- The Washington Times - Friday, April 20, 2001

An adult near death from heart disease will soon receive the first self-contained artificial heart in experimental surgery designed to double life expectancy and greatly improve quality of life.
If all goes well, the patient — one of five slated to receive the new mechanical heart in clinical trials at five U.S. hospitals — will go from a state of immobility to one in which he is able to walk, shower, dress and perform other basic functions, said the hearts developers.
To be eligible for the trial, a patient must have chronic progressive heart disease that is expected to cause death within 30 days.
With the artificial heart — known as the AbioCor — the patient could hope to live for another two months. "And we hope to demonstrate that patients can return to a more normal lifestyle," said Robert T.V. Kung, the top scientist at Abiomed of Danvers, Mass., which manufactures the artificial heart.
Mr. Kung estimates that approximately 100,000 Americans with heart failure could prolong their lives with the device, which has been under development for 30 years.
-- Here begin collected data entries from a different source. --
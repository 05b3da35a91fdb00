/*
 * request.rs
 * Copyright (C) 2026 Chris Burdess
 *
 * This file is part of Mailsift, a filtered mailbox retrieval service.
 *
 * Mailsift is free software: you can redistribute it and/or modify
 * it under the terms of the GNU General Public License as published by
 * the Free Software Foundation, either version 3 of the License, or
 * (at your option) any later version.
 *
 * Mailsift is distributed in the hope that it will be useful,
 * but WITHOUT ANY WARRANTY; without even the implied warranty of
 * MERCHANTABILITY or FITNESS FOR A PARTICULAR PURPOSE.  See the
 * GNU General Public License for more details.
 *
 * You should have received a copy of the GNU General Public License
 * along with Mailsift.  If not, see <http://www.gnu.org/licenses/>.
 */

//! Flat request parameters resolved once into a typed `FetchRequest`.

use std::collections::HashMap;

use crate::config::ServiceConfig;
use crate::error::{MailsiftError, Result};
use crate::export::ExportFormat;

pub const DEFAULT_LIMIT: usize = 10;

/// String key/value parameters as they arrive from the outer request layer.
#[derive(Debug, Clone, Default)]
pub struct ParamBag {
    values: HashMap<String, String>,
}

impl ParamBag {
    pub fn new() -> Self {
        Self::default()
    }

    pub fn insert(&mut self, key: impl Into<String>, value: impl Into<String>) {
        self.values.insert(key.into(), value.into());
    }

    /// Value for `key`, or None when absent or blank.
    pub fn get(&self, key: &str) -> Option<&str> {
        self.values.get(key).map(String::as_str).filter(|v| !v.trim().is_empty())
    }

    /// First non-blank value among `keys`.
    fn first_of(&self, keys: &[&str]) -> Option<&str> {
        keys.iter().find_map(|k| self.get(k))
    }
}

impl<K: Into<String>, V: Into<String>> FromIterator<(K, V)> for ParamBag {
    fn from_iter<I: IntoIterator<Item = (K, V)>>(iter: I) -> Self {
        let mut bag = Self::new();
        for (k, v) in iter {
            bag.insert(k, v);
        }
        bag
    }
}

/// Defaults applied to parameters the caller leaves out.
#[derive(Debug, Clone)]
pub struct RequestDefaults {
    pub mailbox: String,
    pub tz: String,
}

impl From<&ServiceConfig> for RequestDefaults {
    fn from(config: &ServiceConfig) -> Self {
        Self {
            mailbox: config.default_mailbox.clone(),
            tz: config.default_tz.clone(),
        }
    }
}

#[derive(Debug, Clone, Copy, PartialEq, Eq)]
pub enum OutputMode {
    /// Records returned in the response.
    Display,
    /// Records written to an artifact; the response names it.
    File,
}

/// A validated retrieval request.
#[derive(Debug, Clone, PartialEq, Eq)]
pub struct FetchRequest {
    pub mailbox: String,
    /// Keep at most this many of the newest matches. Always at least 1.
    pub limit: usize,
    pub unseen_only: bool,
    pub sender: Option<String>,
    pub keyword: Option<String>,
    pub tz: String,
    pub start: Option<String>,
    pub end: Option<String>,
    pub output: OutputMode,
    pub format: ExportFormat,
    pub filename: Option<String>,
}

impl FetchRequest {
    /// Resolve parameters: `mailbox`, `limit`, `all`, `from`|`sender`, `q`|`keyword`, `tz`,
    /// `start`, `end`, `output`, `format`, `filename`.
    pub fn from_params(params: &ParamBag, defaults: &RequestDefaults) -> Result<Self> {
        let owned = |v: Option<&str>| v.map(str::to_string);
        let limit = match params.get("limit") {
            Some(raw) => match raw.trim().parse::<usize>() {
                Ok(n) if n >= 1 => n,
                _ => {
                    return Err(MailsiftError::InvalidParameter(format!(
                        "limit must be a positive integer: {}",
                        raw
                    )))
                }
            },
            None => DEFAULT_LIMIT,
        };
        let output = match params.get("output").map(|o| o.trim().to_ascii_lowercase()) {
            None => OutputMode::Display,
            Some(o) if o == "display" => OutputMode::Display,
            Some(o) if o == "file" => OutputMode::File,
            Some(o) => {
                return Err(MailsiftError::InvalidParameter(format!(
                    "output must be display or file: {}",
                    o
                )))
            }
        };
        Ok(Self {
            mailbox: params.get("mailbox").unwrap_or(&defaults.mailbox).to_string(),
            limit,
            unseen_only: !params.get("all").is_some_and(is_truthy),
            sender: owned(params.first_of(&["from", "sender"])),
            keyword: owned(params.first_of(&["q", "keyword"])),
            tz: params.get("tz").unwrap_or(&defaults.tz).trim().to_string(),
            start: owned(params.get("start")),
            end: owned(params.get("end")),
            output,
            format: params.get("format").map_or(ExportFormat::Json, ExportFormat::from_param),
            filename: owned(params.get("filename")),
        })
    }
}

fn is_truthy(value: &str) -> bool {
    matches!(value.trim().to_ascii_lowercase().as_str(), "1" | "true" | "yes")
}

#[cfg(test)]
mod tests {
    use super::*;

    fn defaults() -> RequestDefaults {
        RequestDefaults {
            mailbox: "INBOX".into(),
            tz: "Asia/Jakarta".into(),
        }
    }

    #[test]
    fn empty_bag_gets_defaults() {
        let req = FetchRequest::from_params(&ParamBag::new(), &defaults()).unwrap();
        assert_eq!(
            req,
            FetchRequest {
                mailbox: "INBOX".into(),
                limit: 10,
                unseen_only: true,
                sender: None,
                keyword: None,
                tz: "Asia/Jakarta".into(),
                start: None,
                end: None,
                output: OutputMode::Display,
                format: ExportFormat::Json,
                filename: None,
            }
        );
    }

    #[test]
    fn aliases_and_flags() {
        let bag: ParamBag = [
            ("sender", "boss@example.com"),
            ("keyword", "invoice"),
            ("all", "Yes"),
            ("limit", "25"),
            ("output", "FILE"),
            ("format", "CSV"),
            ("filename", "out"),
            ("mailbox", "Archive"),
        ]
        .into_iter()
        .collect();
        let req = FetchRequest::from_params(&bag, &defaults()).unwrap();
        assert_eq!(req.sender.as_deref(), Some("boss@example.com"));
        assert_eq!(req.keyword.as_deref(), Some("invoice"));
        assert!(!req.unseen_only);
        assert_eq!(req.limit, 25);
        assert_eq!(req.output, OutputMode::File);
        assert_eq!(req.format, ExportFormat::Csv);
        assert_eq!(req.filename.as_deref(), Some("out"));
        assert_eq!(req.mailbox, "Archive");
    }

    #[test]
    fn primary_keys_win_over_aliases() {
        let bag: ParamBag = [("from", "a@x"), ("sender", "b@x"), ("q", ""), ("keyword", "kw")]
            .into_iter()
            .collect();
        let req = FetchRequest::from_params(&bag, &defaults()).unwrap();
        assert_eq!(req.sender.as_deref(), Some("a@x"));
        assert_eq!(req.keyword.as_deref(), Some("kw"));
    }

    #[test]
    fn non_truthy_all_keeps_unseen() {
        let bag: ParamBag = [("all", "no")].into_iter().collect();
        assert!(FetchRequest::from_params(&bag, &defaults()).unwrap().unseen_only);
    }

    #[test]
    fn bad_limit_and_output_are_rejected() {
        for bad in ["0", "-3", "ten"] {
            let bag: ParamBag = [("limit", bad)].into_iter().collect();
            let err = FetchRequest::from_params(&bag, &defaults()).unwrap_err();
            assert!(err.is_client_error());
        }
        let bag: ParamBag = [("output", "email")].into_iter().collect();
        assert!(matches!(
            FetchRequest::from_params(&bag, &defaults()),
            Err(MailsiftError::InvalidParameter(_))
        ));
    }
}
"But once the AbioCor system gets established beyond clinical trials, we see a much broader patient population it could help," Mr. Kung said.
"In fact," he said, "we hope to so improve our system that well get to a point where it can last five years."
Artificial hearts are nothing new. But the AbioCor is the first implanted complete artificial heart that is not attached to large electrical or pumping power consoles outside the chest.
"Those consoles, which are attached to the patient, are about the size of a washing machine," Mr. Kung said.
The AbioCor, which replaces a natural defective heart, is an electrically powered pump that fits inside the chest, with no wires or tubes sticking through the skin.
Mr. Kung said only about 10 artificial hearts are in use in this country today, and all are in patients awaiting heart transplants. The AbioCor is the only one for use by patients who are not candidates for transplants.
The AbioCor is a pump made of titanium and plastic with four protruding tubes that are connected to the bodys cardiac vessels. There are internal mechanical valves that mimic the action of the natural hearts pump system.
Power comes from a battery pack worn outside the body. A coil sends power through the skin to an implanted coil that then carries the power to an implanted control package and a backup, short-term battery.
The external battery pack must be recharged every four hours, but the patient can wear a spare package. The internal battery is kept charged and can operate the heart for about 30 minutes without the external battery.
The pump, implanted in the chest, and its support devices, implanted in the abdominal cavity, weigh a total of 3 pounds. The external battery pack and monitor, worn on a belt, weigh about 4 pounds.
Company officials said the AbioCor will cost about $75,000, and procedural expenses will add another $175,000.
Mr. Kung said the performance of the mechanical heart can be monitored constantly at a remote center. A low-frequency radio signal is sent from the external monitor worn by the patient, picked up by a transmitter and relayed to a central computer that reads the pumping rate, temperature and general condition of the artificial heart.
The lead scientist said he is "very optimistic about the trials."
"We have good clinical teams working with us, and we have a device that can pump blood and pump it well," he said. "But that doesnt mean we wont encounter problems."
Mr. Kung said many of the same professionals involved in developing AbioCor took part in the development of another cardiac device, known as the intra-aortic balloon, four decades ago. That device, which helps the heart pump, is a staple of cardiac therapy today. But Mr. Kung said the first 13 patients who used it in clinical trials died.
The five hospitals that have received FDA approval to implant the AbioCor are Brigham & Womens and Massachusetts General in Boston; Hahnemann University Hospital in Philadelphia; the Texas Heart Institute in Houston; the Jewish Hospital in Louisville, Ky.; and the UCLA Medical Center in Los Angeles.
Abiomed officials said they will wait at least 30 days after the first artificial heart is installed before announcing the results.
After the five trials are completed, Mr. Kung said, the FDA will review the findings. "They will then come up with an evaluation as to whether we can expand our trials to 15 patients," he said.